==== Extracted information ====

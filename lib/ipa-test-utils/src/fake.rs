// This Source Code Form is subject to the terms of the Mozilla Public
// License, v. 2.0. If a copy of the MPL was not distributed with this
// file, You can obtain one at https://mozilla.org/MPL/2.0/.

// Copyright 2025 Oxide Computer Company

//! An in-memory stand-in for the IPA driver.
//!
//! The fake keeps each table's rule order the way the driver does:
//! head inserts go to index 0 one at a time; an after batch chains
//! behind each successful rule. It records every call and can be told
//! to reject rules or fail a whole call.

use ipa::api::CounterAlloc;
use ipa::api::CounterAllocReq;
use ipa::api::CounterHdl;
use ipa::api::CounterRange;
use ipa::api::DFLT_RT_TBL_NAME;
use ipa::api::EquationSet;
use ipa::api::FltRtStats;
use ipa::api::FltRule;
use ipa::api::HwCaps;
use ipa::api::HwType;
use ipa::api::IpType;
use ipa::api::IpaCmd;
use ipa::api::RtRule;
use ipa::api::RuleAttrib;
use ipa::api::RuleHdl;
use ipa::api::RuleKind;
use ipa::engine::compile::compile;
use ipa::engine::counter::CounterAllocator;
use ipa::engine::transport::AbiVersion;
use ipa::engine::transport::AddItem;
use ipa::engine::transport::DEFAULT_BATCH_LIMIT;
use ipa::engine::transport::FltAddReq;
use ipa::engine::transport::FltScope;
use ipa::engine::transport::ItemStatus;
use ipa::engine::transport::MdfyReq;
use ipa::engine::transport::RtAddReq;
use ipa::engine::transport::Transport;
use ipa::engine::transport::TransportError;
use std::collections::BTreeMap;
use std::collections::BTreeSet;
use std::sync::Mutex;
use std::sync::MutexGuard;

/// One call the fake received.
#[derive(Clone, Debug, Eq, PartialEq)]
pub struct Call {
    pub cmd: IpaCmd,
    pub ip: Option<IpType>,
    pub items: usize,
    pub abi: Option<AbiVersion>,
    pub after: Option<RuleHdl>,
}

#[derive(Clone, Debug, Eq, Ord, PartialEq, PartialOrd)]
struct TableKey {
    kind: RuleKind,
    ip: IpType,
    name: String,
    hashable: bool,
}

impl TableKey {
    fn flt(ip: IpType, scope: FltScope, hashable: bool) -> Self {
        let name = match scope {
            FltScope::Global => "global".to_string(),
            FltScope::Ep(ep) => ep.to_string(),
        };
        Self { kind: RuleKind::Filter, ip, name, hashable }
    }

    fn rt(ip: IpType, name: &str, hashable: bool) -> Self {
        Self { kind: RuleKind::Routing, ip, name: name.to_string(), hashable }
    }
}

struct RtTbl {
    hdl: u32,
    idx: u32,
    refs: u32,
}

====

§ **Task to complete**: Copy out the entries above without altering a single character.

§ **Response**:
filename lib/ipa-test-utils/src/fake.rs
// This Source Code Form is subject to the terms of the Mozilla Public
// License, v. 2.0. If a copy of the MPL was not distributed with this
// file, You can obtain one at https://mozilla.org/MPL/2.0/.

// Copyright 2025 Oxide Computer Company

//! An in-memory stand-in for the IPA driver.
//!
//! The fake keeps each table's rule order the way the driver does:
//! head inserts go to index 0 one at a time; an after batch chains
//! behind each successful rule. It records every call and can be told
//! to reject rules or fail a whole call.

use ipa::api::CounterAlloc;
use ipa::api::CounterAllocReq;
use ipa::api::CounterHdl;
use ipa::api::CounterRange;
use ipa::api::DFLT_RT_TBL_NAME;
use ipa::api::EquationSet;
use ipa::api::FltRtStats;
use ipa::api::FltRule;
use ipa::api::HwCaps;
use ipa::api::HwType;
use ipa::api::IpType;
use ipa::api::IpaCmd;
use ipa::api::RtRule;
use ipa::api::RuleAttrib;
use ipa::api::RuleHdl;
use ipa::api::RuleKind;
use ipa::engine::compile::compile;
use ipa::engine::counter::CounterAllocator;
use ipa::engine::transport::AbiVersion;
use ipa::engine::transport::AddItem;
use ipa::engine::transport::DEFAULT_BATCH_LIMIT;
use ipa::engine::transport::FltAddReq;
use ipa::engine::transport::FltScope;
use ipa::engine::transport::ItemStatus;
use ipa::engine::transport::MdfyReq;
use ipa::engine::transport::RtAddReq;
use ipa::engine::transport::Transport;
use ipa::engine::transport::TransportError;
use std::collections::BTreeMap;
use std::collections::BTreeSet;
use std::sync::Mutex;
use std::sync::MutexGuard;

/// One call the fake received.
#[derive(Clone, Debug, Eq, PartialEq)]
pub struct Call {
    pub cmd: IpaCmd,
    pub ip: Option<IpType>,
    pub items: usize,
    pub abi: Option<AbiVersion>,
    pub after: Option<RuleHdl>,
}

#[derive(Clone, Debug, Eq, Ord, PartialEq, PartialOrd)]
struct TableKey {
    kind: RuleKind,
    ip: IpType,
    name: String,
    hashable: bool,
}

impl TableKey {
    fn flt(ip: IpType, scope: FltScope, hashable: bool) -> Self {
        let name = match scope {
            FltScope::Global => "global".to_string(),
            FltScope::Ep(ep) => ep.to_string(),
        };
        Self { kind: RuleKind::Filter, ip, name, hashable }
    }

    fn rt(ip: IpType, name: &str, hashable: bool) -> Self {
        Self { kind: RuleKind::Routing, ip, name: name.to_string(), hashable }
    }
}

struct RtTbl {
    hdl: u32,
    idx: u32,
    refs: u32,
}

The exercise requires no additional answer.